Como diz o ditado, “primeira impressão é o que fica”. Após anos jogando videogames e acompanhando a indústria, geralmente tenho uma boa intuição de se um jogo vai me agradar muito rapidamente. Às vezes basta ver um trailer, ou em outros casos alguns minutos de jogo são suficientes. Goat Simulator 3 conseguiu quebrar minha primeira impressão dele e superar minhas expectativas nos dois casos.
Joguei só um pouco do primeiro Goat Simulator, que foi lançado em 2014. Na época, não vi muita graça. Entendo o jogo como um rápido projeto de game jam, mas não vi nele motivos para de fato continuar jogando por mais do que uns minutos.

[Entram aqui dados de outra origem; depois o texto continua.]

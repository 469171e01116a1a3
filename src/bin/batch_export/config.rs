//! Configuration for the batch export tool.
//!
//! Configuration comes from two sources:
//! - Environment variables (via .env file or shell): RPC endpoint
//! - CLI arguments: block range, limits and output options

use std::{path::PathBuf, time::Duration};

use alloy::primitives::Address;
use batch_export::{
    compress::Compression,
    error::CompressError,
    export::{DEFAULT_OUTPUT, ExportConfig},
    fetch::{DEFAULT_BLOCK_RANGE_LIMIT, DEFAULT_REQUESTS_PER_SECOND, FetchConfig},
};
use clap::Parser;
use url::Url;

/// Environment configuration.
#[derive(Debug, Default, serde::Deserialize)]
pub struct EnvConfig {
    /// RPC URL for the node, used when `--endpoint` is not given
    pub node_rpc_url: Option<String>,
}

impl EnvConfig {
    /// Load configuration from environment variables.
    pub fn from_env() -> Result<Self, envy::Error> {
        envy::from_env()
    }
}

/// CLI arguments of the export.
#[derive(Debug, Parser)]
#[command(name = "batch-export")]
#[command(about = "Export Swarm postage stamp contract event logs within a block range")]
#[command(
    long_about = "Exports postage stamp contract event logs within a block range (--start to --end). \
Large ranges are queried in chunks (--block-range-limit) within the RPC rate limit (--max-request).\n\n\
Logs are saved to the output file in NDJSON format. The export can be interrupted at any time \
(Ctrl+C), already retrieved logs are saved before exiting."
)]
pub struct CliConfig {
    /// Start block, the contract deployment block if 0
    #[arg(long, default_value_t = 0)]
    pub start: u64,

    /// End block, the latest block if 0
    #[arg(long, default_value_t = 0)]
    pub end: u64,

    /// Ethereum RPC endpoint URL, falls back to NODE_RPC_URL
    #[arg(short, long)]
    pub endpoint: Option<String>,

    /// Max RPC requests per second, 0 for no limit
    #[arg(short, long, default_value_t = DEFAULT_REQUESTS_PER_SECOND)]
    pub max_request: u32,

    /// Max blocks per log query
    #[arg(short, long, default_value_t = DEFAULT_BLOCK_RANGE_LIMIT)]
    pub block_range_limit: u64,

    /// Output file path (NDJSON)
    #[arg(short, long, default_value = DEFAULT_OUTPUT)]
    pub output: PathBuf,

    /// Compress the output file once the export stops
    #[arg(short, long)]
    pub compress: bool,

    /// Compression algorithm (gzip, zstd, xz)
    #[arg(long, default_value = "gzip")]
    pub compression: String,

    /// Postage stamp contract address, looked up by chain ID if omitted
    #[arg(long)]
    pub address: Option<String>,

    /// Seconds between progress reports
    #[arg(long, default_value_t = 15)]
    pub heartbeat: u64,

    /// Log verbosity (silent, error, warn, info, debug), ignored if RUST_LOG is set
    #[arg(short, long, default_value = "info")]
    pub verbosity: String,
}

impl CliConfig {
    /// RPC endpoint from the CLI or the environment.
    pub fn endpoint(&self, env: &EnvConfig) -> Result<Url, ConfigError> {
        let endpoint = self
            .endpoint
            .as_deref()
            .or(env.node_rpc_url.as_deref())
            .ok_or(ConfigError::MissingEndpoint)?;
        Ok(Url::parse(endpoint)?)
    }

    pub fn address(&self) -> Result<Option<Address>, ConfigError> {
        self.address
            .as_deref()
            .map(|address| address.parse().map_err(ConfigError::InvalidAddress))
            .transpose()
    }

    pub fn fetch_config(&self) -> Result<FetchConfig, ConfigError> {
        if self.block_range_limit == 0 {
            return Err(ConfigError::ZeroBlockRangeLimit);
        }
        Ok(FetchConfig {
            block_range_limit: self.block_range_limit,
            requests_per_second: self.max_request,
        })
    }

    pub fn export_config(&self) -> Result<ExportConfig, ConfigError> {
        if self.heartbeat == 0 {
            return Err(ConfigError::ZeroHeartbeat);
        }
        let compression = if self.compress {
            Some(self.compression.parse::<Compression>()?)
        } else {
            None
        };
        Ok(ExportConfig {
            output: self.output.clone(),
            compression,
            heartbeat: Duration::from_secs(self.heartbeat),
        })
    }

    /// Log filter directive for the verbosity level.
    pub fn log_level(&self) -> Result<&'static str, ConfigError> {
        match self.verbosity.to_ascii_lowercase().as_str() {
            "0" | "silent" => Ok("off"),
            "1" | "error" => Ok("error"),
            "2" | "warn" => Ok("warn"),
            "3" | "info" => Ok("info"),
            "4" | "debug" => Ok("debug"),
            _ => Err(ConfigError::InvalidVerbosity(self.verbosity.clone())),
        }
    }
}

/// Configuration errors.
#[derive(Debug, thiserror::Error)]
pub enum ConfigError {
    #[error("RPC endpoint is required, use --endpoint or NODE_RPC_URL")]
    MissingEndpoint,

    #[error("Invalid RPC URL: {0}")]
    InvalidEndpoint(#[from] url::ParseError),

    #[error("Invalid contract address: {0}")]
    InvalidAddress(alloy::primitives::hex::FromHexError),

    #[error("Invalid verbosity level: {0}")]
    InvalidVerbosity(String),

    #[error("block_range_limit must be at least 1")]
    ZeroBlockRangeLimit,

    #[error("heartbeat must be at least 1 second")]
    ZeroHeartbeat,

    #[error(transparent)]
    Compression(#[from] CompressError),
}

#[cfg(test)]
mod tests {
    use super::*;

    fn cli(args: &[&str]) -> CliConfig {
        CliConfig::parse_from(std::iter::once("batch-export").chain(args.iter().copied()))
    }

    #[test]
    fn test_defaults() {
        let cli = cli(&[]);

        assert_eq!(cli.fetch_config().unwrap(), FetchConfig::default());
        assert_eq!(cli.export_config().unwrap(), ExportConfig::default());
        assert_eq!(cli.log_level().unwrap(), "info");
        assert!(cli.address().unwrap().is_none());
        assert_eq!((cli.start, cli.end), (0, 0));
    }

    #[test]
    fn test_cli_config_to_export_config() {
        let cli = cli(&[
            "--start",
            "100",
            "--end",
            "200",
            "-m",
            "5",
            "-b",
            "10",
            "-o",
            "out.ndjson",
            "-c",
            "--compression",
            "zstd",
            "--heartbeat",
            "30",
            "-v",
            "debug",
        ]);

        let fetch = cli.fetch_config().unwrap();
        assert_eq!(fetch.block_range_limit, 10);
        assert_eq!(fetch.requests_per_second, 5);

        let export = cli.export_config().unwrap();
        assert_eq!(export.output, PathBuf::from("out.ndjson"));
        assert_eq!(export.compression, Some(Compression::Zstd));
        assert_eq!(export.heartbeat, Duration::from_secs(30));
        assert_eq!(cli.log_level().unwrap(), "debug");
    }

    #[test]
    fn test_endpoint_fallback() {
        let env = EnvConfig {
            node_rpc_url: Some("http://localhost:8545".to_string()),
        };

        assert_eq!(
            cli(&[]).endpoint(&env).unwrap().as_str(),
            "http://localhost:8545/"
        );
        assert_eq!(
            cli(&["-e", "https://rpc.gnosischain.com"])
                .endpoint(&env)
                .unwrap()
                .host_str(),
            Some("rpc.gnosischain.com")
        );
        assert!(matches!(
            cli(&[]).endpoint(&EnvConfig::default()),
            Err(ConfigError::MissingEndpoint)
        ));
        assert!(matches!(
            cli(&["-e", "not a url"]).endpoint(&env),
            Err(ConfigError::InvalidEndpoint(_))
        ));
    }

    #[test]
    fn test_invalid_values() {
        assert!(matches!(
            cli(&["-b", "0"]).fetch_config(),
            Err(ConfigError::ZeroBlockRangeLimit)
        ));
        assert!(matches!(
            cli(&["-c", "--compression", "bzip2"]).export_config(),
            Err(ConfigError::Compression(_))
        ));
        assert!(matches!(
            cli(&["-v", "trace"]).log_level(),
            Err(ConfigError::InvalidVerbosity(_))
        ));
        assert!(matches!(
            cli(&["--address", "0x1234"]).address(),
            Err(ConfigError::InvalidAddress(_))
        ));
    }

    #[test]
    fn test_compression_ignored_unless_enabled() {
        let export = cli(&["--compression", "bzip2"]).export_config().unwrap();
        assert!(export.compression.is_none());

        let export = cli(&["-c", "--compression", "xz"]).export_config().unwrap();
        assert_eq!(export.compression, Some(Compression::Xz));
    }
}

A piada cansava rápido. Quando sua continuação, foi anunciada, pensei, ironicamente: “caraca, o segundo jogo da série se chama Goat Simulator 3. Que piada incrível.” E já me preparei para ver mais do mesmo e ser outra piada de 5 minutos que eu algum dia jogaria quando entrasse no Game Pass.
Quando surgiu a oportunidade de fazer esta análise para o Neo Fusion, me dispus a experimentar o jogo, em parte porque eu ainda gosto de experimentar jogos fora da minha zona de conforto, mas também porque achei que seria uma análise chacota fácil. E de novo, joguei uns poucos minutos do Bode Game e me senti um completo imbecil. Eu tinha Bayonetta 3 pra jogar no Switch e God of War Ragnarök no PS5. Uma montanha de backlog no Xbox. Uma tese de doutorado pra escrever. Por que me comprometi a jogar uma obra tão preguiçosa quanto Goat Simulator 3?
Mas persisti. E, por incrível que pareça, valeu a pena.
A cena inicial, uma paródia da abertura de Skyrim, já deixa claro que o jogo emprega um tipo de humor que não me agrada. Trata-se da piada “eu sei que é ruim, mas como eu estou dizendo que é ruim, então é engraçado”. O fazendeiro, que comprou quatro novas cabras e/ou bodes, nos explica algumas coisas daquele lugar e, depois de um bom tanto de diálogo besta, solta essa: “sinceramente me impressiona que você ainda não pulou esta cena”. Como recompensa por ouvir tudo, ganhei um chapéu.
Em uma sequência que acontece meio rápido demais para ser digerida direito, rapidamente ativamos uma Torre Cabra e descobrimos que devemos fazer tarefas para os Illuminati assim como seguir nossos instintos caprinos para obter pontos. Nesse momento, não ficou claro por que eu deveria sequer me importar com tudo isso. A primeira missão envolve consertar um trator e os primeiros instintos são coisas como “dê uma chifrada em alguém” e “dê uma cambalhota 360˚”, nada muito interessante.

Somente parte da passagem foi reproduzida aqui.